Baskı dediğinizde bu basılı kağıttan basılı her türlü plastik,ahşap vs diye gidiyor. Dijital baskı şu anda pazarın büyük bölümünü dünyada ele geçirmiş durumda. 
Ofset çok hızlı teknolojik olarak geliştiği için basılı kağıtlarda minimum üretim sayıları artık 10.000 ve üzeri oldu.

   Düşük tirajlı işlerde sürekli dijital baskı kullanılıyor.İnsanların öncelikle dijital baskı ile ofset baskının farkını insanlara anlatabilmek önemli. Kimin kiminle rekabet edeceği önemli. Rekabet ederken elma ile elma karşılaştırılmalı. Sürekli matbaalar fiyat kırarak çalışıyor. Ancak teknoloji ve kalite çok önemli. Verilen hizmet önemli. Matbaa şu anda bizim ülkemizde yenileniyor. Eski matbaa mantığı çalışan 40 ın üzerinde matbaa var ve şu anda teknolojiyi getiren yeni matbaalar ve dijital baskının çoğalmasıyla zor durumda. Fiyat kırma politikasıyla ayakta durmaya çalışarak hem piyasayı bozup hem de kendilerini kötü duruma sürüklüyorlar.

   Günün sonunda vergi ve elektrik faturaları bile ödenemeycek duruma geliyor. Dijital e gelince, bir makine al koy dükkan aç yanlış mantık. Fotokopici düz mantık aslında. Dijital sektör çok geniş. Şu anda biz kapıdan kimlik fotokopisi çekmeye giren her insana bile ne iş yaptığımızla ile ilgili broşür verip kendimizi anlatıyoruz. Neden? Çünkü her yıl biz da farklı biriyiz. Öğreniyoruz öğretiyoruz. Sürekli kendinize ve işinize yatırım yaparsanız rakipleriniz hep sizi bir adım arkadan takip eder. 

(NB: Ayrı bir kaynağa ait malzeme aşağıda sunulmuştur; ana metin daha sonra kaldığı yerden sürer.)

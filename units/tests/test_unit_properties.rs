// Copyright (c) 2025 R3BL LLC. Licensed under Apache License, Version 2.0.

//! Properties that must hold for every count and offset, checked over a grid of small
//! values plus the edge cases that matter (zero, equal operands, aligned values).

use pretty_assertions::assert_eq;
use r3bl_units::{ByteCount, Count, Offset, RawUnit, UnitsError, byte_count, byte_offset,
                 count, offset};
use test_case::test_case;

const SAMPLES: [RawUnit; 8] = [0, 1, 2, 3, 7, 8, 64, 1000];

#[test]
fn test_saturating_sub_clamps_at_zero() {
    for a in SAMPLES {
        for b in SAMPLES {
            let actual = count::<u8>(a).saturating_sub(count(b));
            assert_eq!(actual, count((a - b).max(0)), "{a} - {b}");
        }
    }
}

#[test]
fn test_try_sub_is_exact_or_errors() {
    for a in SAMPLES {
        for b in SAMPLES {
            let actual = count::<u8>(a).try_sub(count(b));
            if a >= b {
                assert_eq!(actual, Ok(count(a - b)));
                assert_eq!(count::<u8>(a).strict_sub(count(b)), count(a - b));
            } else {
                assert_eq!(
                    actual,
                    Err(UnitsError::SubtractionUnderflow {
                        minuend: a,
                        subtrahend: b
                    })
                );
            }
        }
    }
}

#[test]
#[should_panic(expected = "Count subtraction underflow")]
fn test_strict_sub_underflow_is_fatal() {
    let _unused = count::<u8>(1).strict_sub(count(2));
}

#[test]
fn test_last_offset_of_non_empty() {
    for n in SAMPLES.into_iter().filter(|it| *it > 0) {
        assert_eq!(count::<char>(n).last_offset(), offset(n - 1));
    }
}

#[test]
#[should_panic(expected = "An empty count has no last offset")]
fn test_last_offset_of_empty_is_fatal() { let _unused = count::<char>(0).last_offset(); }

#[test]
fn test_equals_count_iff_same_raw() {
    for o in SAMPLES {
        for c in SAMPLES {
            assert_eq!(offset::<u16>(o).equals_count(count(c)), o == c);
        }
    }
}

#[test]
fn test_count_offset_round_trip() {
    for x in SAMPLES {
        let it: Count<u64> = count(x);
        assert_eq!(it.as_offset().as_count(), it);
    }
}

#[test]
fn test_no_negative_count_from_offsets() {
    for a in SAMPLES {
        for b in SAMPLES {
            let (lhs, rhs) = (offset::<u8>(a), offset::<u8>(b));
            let raw_difference = lhs.difference(rhs);
            assert_eq!(raw_difference.try_as_count().is_ok(), a >= b, "{a} - {b}");
            assert!(lhs.saturating_distance_from(rhs).as_raw() >= 0);
            if let Ok(it) = lhs.try_distance_from(rhs) {
                assert_eq!(it.as_raw(), a - b);
            }
        }
    }
}

#[test]
#[should_panic(expected = "is negative and can't be used as a count")]
fn test_negative_offset_as_count_is_fatal() {
    let _unused = offset::<u8>(5).add_raw(-6).as_count();
}

#[test]
fn test_to_byte_offset_scales_by_elem_size() {
    for n in SAMPLES {
        assert_eq!(
            offset::<u32>(n).to_byte_offset(byte_count(4)),
            byte_offset(4 * n)
        );
    }
}

#[test_case(13, 8, 16)]
#[test_case(16, 8, 16)]
#[test_case(1, 4096, 4096)]
fn test_round_up_to_alignment(raw: RawUnit, alignment: RawUnit, expected: RawUnit) {
    let once = count::<u8>(raw).round_up_to_alignment(alignment);
    assert_eq!(once, count(expected));
    // Idempotent on already aligned values.
    assert_eq!(once.round_up_to_alignment(alignment), once);
}

#[test]
fn test_native_size_conversions() {
    assert_eq!(ByteCount::from_signed_native_size(42), byte_count(42));
    assert_eq!(ByteCount::from_unsigned_native_size(42), byte_count(42));
}

#[test]
#[should_panic(expected = "-1 sentinel")]
fn test_signed_native_size_sentinel_is_fatal() {
    let _unused = ByteCount::from_signed_native_size(-1);
}

#[test]
#[should_panic(expected = "Attempted to negate count")]
fn test_negate_is_fatal() { let _unused = -count::<u8>(5); }

#[test]
fn test_element_to_byte_extent_and_back() {
    // 6 `u16` code units in a buffer, starting at element offset 2.
    let start: Offset<u16> = offset(2);
    let length: Count<u16> = count(6);
    let elem_size = byte_count(2);

    let byte_start = start.to_byte_offset(elem_size);
    let byte_length = length.scale_by(elem_size);
    assert_eq!(byte_start, byte_offset(4));
    assert_eq!(byte_length, byte_count(12));

    let byte_end = byte_start + byte_length;
    let end: Offset<u16> = byte_end.rescale(byte_count(1), elem_size);
    assert_eq!(end, start + length);
    assert_eq!(end - start, length);
}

    Soru: İş dünyasında saygın ve güçlü bir duruş kazanamak için nasıl bir yol izlediniz?

    Yanıt: Daha önce de söylediğim gibi ben paylaşımcı bir insanım. Bana yanlış yapılmadığı sürece kimseyle ters düşmem. 
   Örneğin; iş yaptığım ajanslar var. Onlar benim müşterim. Onların da iş yaptığı firmalar var. Hiçbir zaman onların iş yaptığı firmalara bulaşmam. Onlar bana iş yaptırmak için gelse bile öncelikli olarak bunu ajansımla paylaşırım. 
“En çok dikkat ettiğim şey doğru bir ekiple çalışıp gelen her müşteriye gerekli özeni göstermek. Kaç paralık iş yaptırdığı önemli değil. Önemli olan burdan mutlu ayrılması.”

    Birçok kurum ve kuruluş ile de birlikte çalışıyoruz. Özellikle ihtiyaçlı kişilere yardım etmek için özen gösteriyoruz. Yardım organizasyonlarına sponsorluk ediyoruz.Her zaman iyi niyetli yaklaşıyoruz çevremize. 

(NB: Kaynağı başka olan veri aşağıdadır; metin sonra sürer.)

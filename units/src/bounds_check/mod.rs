// Copyright (c) 2025 R3BL LLC. Licensed under Apache License, Version 2.0.

//! Bounds checking of an [`Offset`] against the [`Count`] of the container it indexes.
//!
//! # Core Concepts
//!
//! ## Array-Style Bounds Checking (`check_array_access_bounds`)
//!
//! An offset is valid for reading or writing an element if it is less than the count.
//! Returns [`ArrayAccessBoundsStatus`].
//!
//! ## Cursor Position Checking (`check_cursor_position_bounds`)
//!
//! An offset is a valid insertion point if it is at most the count, ie: one past the
//! last element is allowed. Returns [`CursorPositionBoundsStatus`], which separates the
//! start, the middle, the end and beyond the end.
//!
//! Both checks only compare an `Offset<E>` with a `Count<E>` of the same element type,
//! so a byte offset can't be checked against a count of `u32` elements.
//!
//! # Usage Examples
//!
//! ```
//! use r3bl_units::{BoundsCheck, CursorPositionBoundsStatus, Count, Offset, count, offset};
//!
//! let content_length: Count<char> = count(10);
//! let cursor_pos: Offset<char> = offset(8);
//!
//! match cursor_pos.check_cursor_position_bounds(content_length) {
//!     CursorPositionBoundsStatus::AtStart => println!("Cursor at start"),
//!     CursorPositionBoundsStatus::Within => println!("Cursor on content"),
//!     CursorPositionBoundsStatus::AtEnd => println!("Cursor at end"),
//!     CursorPositionBoundsStatus::Beyond => println!("Invalid position"),
//! }
//!
//! // "Does this count get overflowed by this offset?"
//! assert!(!content_length.is_overflowed_by(cursor_pos));
//! // "Does this offset overflow this count?"
//! assert!(!cursor_pos.overflows(content_length));
//! ```
//!
//! [`Offset`]: crate::Offset
//! [`Count`]: crate::Count

// Attach.
pub mod bounds_check_core;
pub mod result_enums;

// Re-export.
pub use bounds_check_core::*;
pub use result_enums::*;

   Soru: Bir kadın olarak iş hayatında  var olmanın zorlukları ve avantajları sizce nelerdir ?
   Yanıt: Zorluğu çok tabi. Evli ve çocuklu bir iş kadınıysanız çok daha zor. 
Şu anda benim çalışanlarımın %70 i erkek.
   Bu geçen zaman içerisinde gerçekten başarabildiğim en güzel şeylerden biri de onların beni gerçekten çok güçlü bir patron olarak benimsemeleri. 
   Makine arızalandığında müdahale edebilen, atölye ile montaj yapabilen, ölçü alınacağında merdivene çıkıp yeri geldiğinde ölçü alan, günlerce atölyede onlarla baskı yapabilen onlara göre değişik güçlü bir işverenim. Normal olarak nitelendirdikleri bir kadın işveren değilim. Olmadım olamadım hiçbirzaman. Bir ofisim yok mesela.  
İş yerinde pek zorluğum yok aslında. Kadın işveren çoğunlukla piyasada daha saygın bir yer edindi ülkemizde. Keşke sayımız daha da artsa. 

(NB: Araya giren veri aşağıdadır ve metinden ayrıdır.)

// Copyright (c) 2025 R3BL LLC. Licensed under Apache License, Version 2.0.

//! Zero-based positions measured in elements - see [`Offset`] type.

use std::{marker::PhantomData,
          ops::{Add, AddAssign, Sub, SubAssign}};

use crate::{ByteCount, Count, RawUnit, UnitsError, UnitsResult,
            error::unwrap_or_fatal, unit_value_macros::impl_unit_value_traits};

/// Represents the 0-based position of an `E` element from the start of an array,
/// string or buffer.
///
/// The relationship between [`Offset`] and [`Count`] is that:
/// - An `Offset` is a position, a `Count` is an extent.
/// - `Offset - Offset` is the distance between two positions, a [`Count`].
/// - `Offset ± Count` moves a position by an extent, giving an [`Offset`].
/// - The last valid offset in an extent of count `c` is `c - 1`, see
///   [`Count::last_offset`].
///
/// Offsets are logically non-negative, but a negative raw value can still be stored in
/// one (via [`Offset::difference`], [`Offset::add_raw`] or [`Offset::from_raw`]). It
/// never leaks into a [`Count`]: [`Offset::as_count`] is checked, and the distance
/// operations compare the raw values before subtracting.
///
/// # Examples
///
/// ```
/// use r3bl_units::{Count, Offset, count, offset};
///
/// let start: Offset<char> = offset(2);
/// let end = start + count(5);
/// assert_eq!(end, offset(7));
/// assert_eq!(end - start, count(5));
/// assert!(end.equals_count(count(7)));
/// ```
pub struct Offset<E> {
    raw: RawUnit,
    _unit: PhantomData<fn() -> E>,
}

/// An [`Offset`] counted in bytes.
pub type ByteOffset = Offset<u8>;

/// Creates a new [`Offset`] from a raw value. Equivalent to [`Offset::from_raw`].
#[must_use]
pub const fn offset<E>(arg_raw: RawUnit) -> Offset<E> { Offset::from_raw(arg_raw) }

/// Creates a new [`ByteOffset`] from a raw value.
#[must_use]
pub const fn byte_offset(arg_raw: RawUnit) -> ByteOffset { Offset::from_raw(arg_raw) }

impl_unit_value_traits!(Offset, "Offset");

mod construct {
    use super::{Count, Offset, PhantomData, RawUnit, UnitsError, UnitsResult,
                unwrap_or_fatal};

    impl<E> Offset<E> {
        pub const ZERO: Self = Self::from_raw(0);

        /// Trusted construction, no validation.
        #[must_use]
        pub const fn from_raw(raw: RawUnit) -> Self {
            Self {
                raw,
                _unit: PhantomData,
            }
        }

        #[must_use]
        pub const fn as_raw(self) -> RawUnit { self.raw }

        #[must_use]
        #[allow(clippy::cast_sign_loss, clippy::cast_possible_truncation)]
        pub fn as_usize(self) -> usize {
            debug_assert!(self.raw >= 0, "negative offset used as an index");
            self.raw as usize
        }

        /// Reinterprets the offset as a count of the same raw value, eg: one past the
        /// end offset as the total length.
        ///
        /// # Errors
        ///
        /// Returns [`UnitsError::NegativeOffsetAsCount`] for a negative offset.
        pub const fn try_as_count(self) -> UnitsResult<Count<E>> {
            if self.raw < 0 {
                Err(UnitsError::NegativeOffsetAsCount { value: self.raw })
            } else {
                Ok(Count::from_raw(self.raw))
            }
        }

        /// Same as [`Offset::try_as_count`] for offsets the caller knows are not
        /// negative. Exact inverse of [`Count::as_offset`].
        ///
        /// # Panics
        ///
        /// Fatal for a negative offset.
        #[must_use]
        #[track_caller]
        pub fn as_count(self) -> Count<E> { unwrap_or_fatal(self.try_as_count()) }

        /// `true` iff this offset sits exactly at the end of an extent of `count`
        /// elements.
        #[must_use]
        pub const fn equals_count(self, count: Count<E>) -> bool {
            self.raw == count.as_raw()
        }
    }

    impl<E> PartialEq<Count<E>> for Offset<E> {
        fn eq(&self, other: &Count<E>) -> bool { self.equals_count(*other) }
    }

    impl<E> PartialEq<Offset<E>> for Count<E> {
        fn eq(&self, other: &Offset<E>) -> bool { other.equals_count(*self) }
    }
}

mod move_by {
    use super::{Count, Offset, RawUnit, UnitsError, UnitsResult, unwrap_or_fatal};

    impl<E> Offset<E> {
        /// Shifts the raw value by `delta` elements in either direction.
        #[must_use]
        pub const fn add_raw(self, delta: RawUnit) -> Self {
            Self::from_raw(self.raw + delta)
        }

        #[must_use]
        pub const fn advance(self, n: Count<E>) -> Self {
            Self::from_raw(self.raw + n.as_raw())
        }

        /// Moves the offset back by `n`. The caller guarantees that the result is not
        /// negative, this is only asserted in debug builds.
        #[must_use]
        pub const fn retreat(self, n: Count<E>) -> Self {
            debug_assert!(self.raw >= n.as_raw(), "retreat past the start");
            Self::from_raw(self.raw - n.as_raw())
        }

        /// Raw subtraction. The result is negative when `other > self`, which is why it
        /// stays an [`Offset`]. Use [`Offset::distance_from`] to get a [`Count`].
        #[must_use]
        pub const fn difference(self, other: Self) -> Self {
            Self::from_raw(self.raw - other.raw)
        }

        /// The number of elements from `other` up to `self`.
        ///
        /// # Errors
        ///
        /// Returns [`UnitsError::SubtractionUnderflow`] if `other > self`.
        pub const fn try_distance_from(self, other: Self) -> UnitsResult<Count<E>> {
            if other.raw > self.raw {
                Err(UnitsError::SubtractionUnderflow {
                    minuend: self.raw,
                    subtrahend: other.raw,
                })
            } else {
                Ok(Count::from_raw(self.raw - other.raw))
            }
        }

        /// The number of elements from `other` up to `self`, for callers that know
        /// `self >= other`. Also available as `self - other`.
        ///
        /// # Panics
        ///
        /// Fatal if `other > self`.
        #[must_use]
        #[track_caller]
        pub fn distance_from(self, other: Self) -> Count<E> {
            unwrap_or_fatal(self.try_distance_from(other))
        }

        /// The number of elements from `other` up to `self`, or zero if `other > self`.
        #[must_use]
        pub const fn saturating_distance_from(self, other: Self) -> Count<E> {
            if other.raw > self.raw {
                Count::ZERO
            } else {
                Count::from_raw(self.raw - other.raw)
            }
        }
    }
}

mod convert {
    use super::{ByteCount, ByteOffset, Offset};

    impl<E> Offset<E> {
        /// Relabels the element tag. Only meaningful when `E` and `E2` have the same
        /// width, which is asserted in debug builds only.
        #[must_use]
        pub fn cast<E2>(self) -> Offset<E2> {
            debug_assert_eq!(
                size_of::<E>(),
                size_of::<E2>(),
                "cast between element types of different widths"
            );
            Offset::from_raw(self.raw)
        }

        /// Converts to an offset in `E2` units by going through bytes:
        /// `raw * src_elem_size / dst_elem_size`. The division truncates, so the byte
        /// offset must be a multiple of `dst_elem_size` (asserted in debug builds only).
        ///
        /// ```
        /// use r3bl_units::{Offset, byte_count, offset};
        ///
        /// let in_u16: Offset<u16> = offset(6);
        /// let in_u32: Offset<u32> = in_u16.rescale(byte_count(2), byte_count(4));
        /// assert_eq!(in_u32, offset(3));
        /// ```
        #[must_use]
        pub fn rescale<E2>(
            self,
            src_elem_size: ByteCount,
            dst_elem_size: ByteCount,
        ) -> Offset<E2> {
            let byte_offset = self.to_byte_offset(src_elem_size).raw;
            let dst_elem_size = dst_elem_size.as_raw();
            debug_assert!(byte_offset % dst_elem_size == 0, "rescale would truncate");
            Offset::from_raw(byte_offset / dst_elem_size)
        }

        #[must_use]
        pub const fn to_byte_offset(self, elem_size: ByteCount) -> ByteOffset {
            ByteOffset::from_raw(self.raw * elem_size.as_raw())
        }

        /// Shifts the raw value right by `n` bits, relabelling the element tag. Used for
        /// power of two index scaling (eg: bucket index in a radix structure). `n` must
        /// be smaller than the bit width of [`crate::RawUnit`].
        #[must_use]
        pub const fn shift_right<E2>(self, n: u32) -> Offset<E2> {
            Offset::from_raw(self.raw >> n)
        }

        /// Shifts the raw value left by `n` bits, relabelling the element tag. `n` must
        /// be smaller than the bit width of [`crate::RawUnit`].
        #[must_use]
        pub const fn shift_left<E2>(self, n: u32) -> Offset<E2> {
            Offset::from_raw(self.raw << n)
        }
    }
}

mod ops {
    use super::{Add, AddAssign, Count, Offset, RawUnit, Sub, SubAssign};

    impl<E> Add<RawUnit> for Offset<E> {
        type Output = Offset<E>;

        fn add(self, rhs: RawUnit) -> Self::Output { self.add_raw(rhs) }
    }

    impl<E> AddAssign<RawUnit> for Offset<E> {
        fn add_assign(&mut self, rhs: RawUnit) { *self = self.add_raw(rhs); }
    }

    impl<E> Add<Count<E>> for Offset<E> {
        type Output = Offset<E>;

        fn add(self, rhs: Count<E>) -> Self::Output { self.advance(rhs) }
    }

    impl<E> AddAssign<Count<E>> for Offset<E> {
        fn add_assign(&mut self, rhs: Count<E>) { *self = self.advance(rhs); }
    }

    impl<E> Sub<Count<E>> for Offset<E> {
        type Output = Offset<E>;

        fn sub(self, rhs: Count<E>) -> Self::Output { self.retreat(rhs) }
    }

    impl<E> SubAssign<Count<E>> for Offset<E> {
        fn sub_assign(&mut self, rhs: Count<E>) { *self = self.retreat(rhs); }
    }

    /// Strict, see [`Offset::distance_from`].
    impl<E> Sub for Offset<E> {
        type Output = Count<E>;

        #[track_caller]
        fn sub(self, rhs: Offset<E>) -> Self::Output { self.distance_from(rhs) }
    }
}

mod serde_impl {
    use super::{Offset, RawUnit};

    impl<'de, E> serde::Deserialize<'de> for Offset<E> {
        fn deserialize<D: serde::Deserializer<'de>>(
            deserializer: D,
        ) -> Result<Self, D::Error> {
            let raw = <RawUnit as serde::Deserialize>::deserialize(deserializer)?;
            if raw < 0 {
                return Err(serde::de::Error::custom(format!(
                    "offset can't be negative, got {raw}"
                )));
            }
            Ok(Offset::from_raw(raw))
        }
    }
}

“50 Kişilik ticaret odası meclisinde sadece 6 iş kadını var. Zor olan anne ,eş ve ev hanımı olabilmek.”


   Soru: Bir iş gününüzü nasıl geçirirsiniz ?

   Yanıt: Sabah 7.45’te evden çıkıp çocukları okula bıraktıktan sonra öğrenci şubemizde güne başlıyorum. Yarım saat kadar orda durup merkez şubeye geçiyorum. Atölye imalat ve montaj bir gün önceden planlanmış olmasına rağmen tüm ekiple sabah tekrar herşey gözden geçirilip grafik ofisleriyle toplantı yapıyorum. Sonrasında mail kontrolü yapıyorum ve gün içinde hangi noktada olursam olayım sürekli mail kontrolü devam ediyor. Müşteriye anında cevap vermek çok önemli. Stok ve muhasebe için hergün zaman ayırıyorum. Personel gün içinde her konuyla ilgili mutlaka beni bilgilendiriyor. 
   Genel muhasebeye Cuma günleri yarım günümü ayırıyorum. Gün içinde müşteri ziyaretleri ve iş toplantıları için genelde öğleden sonra 3-5 arasında çözmeye çalışıyorum. Ölçü almaya atölye gitse bile ben işi herzaman kendim gidip görmek istiyorum.Müşterimin beni mutlaka görmesini ve tanımasını isterim. Kendi özel ihtiyaçlarım ile ilgili birşey varsa 6 dan sonra hallediyorum günün rutinini bozmaktan çok hoşlanmıyorum. 
   Öğle yemeklerini genelde ofiste personelle ve eşimle yiyorum ya da herhangi bir müşterim veya arkadaşımla 1 saatlik bir ara veriyorum ama çok nadir oluyor bu.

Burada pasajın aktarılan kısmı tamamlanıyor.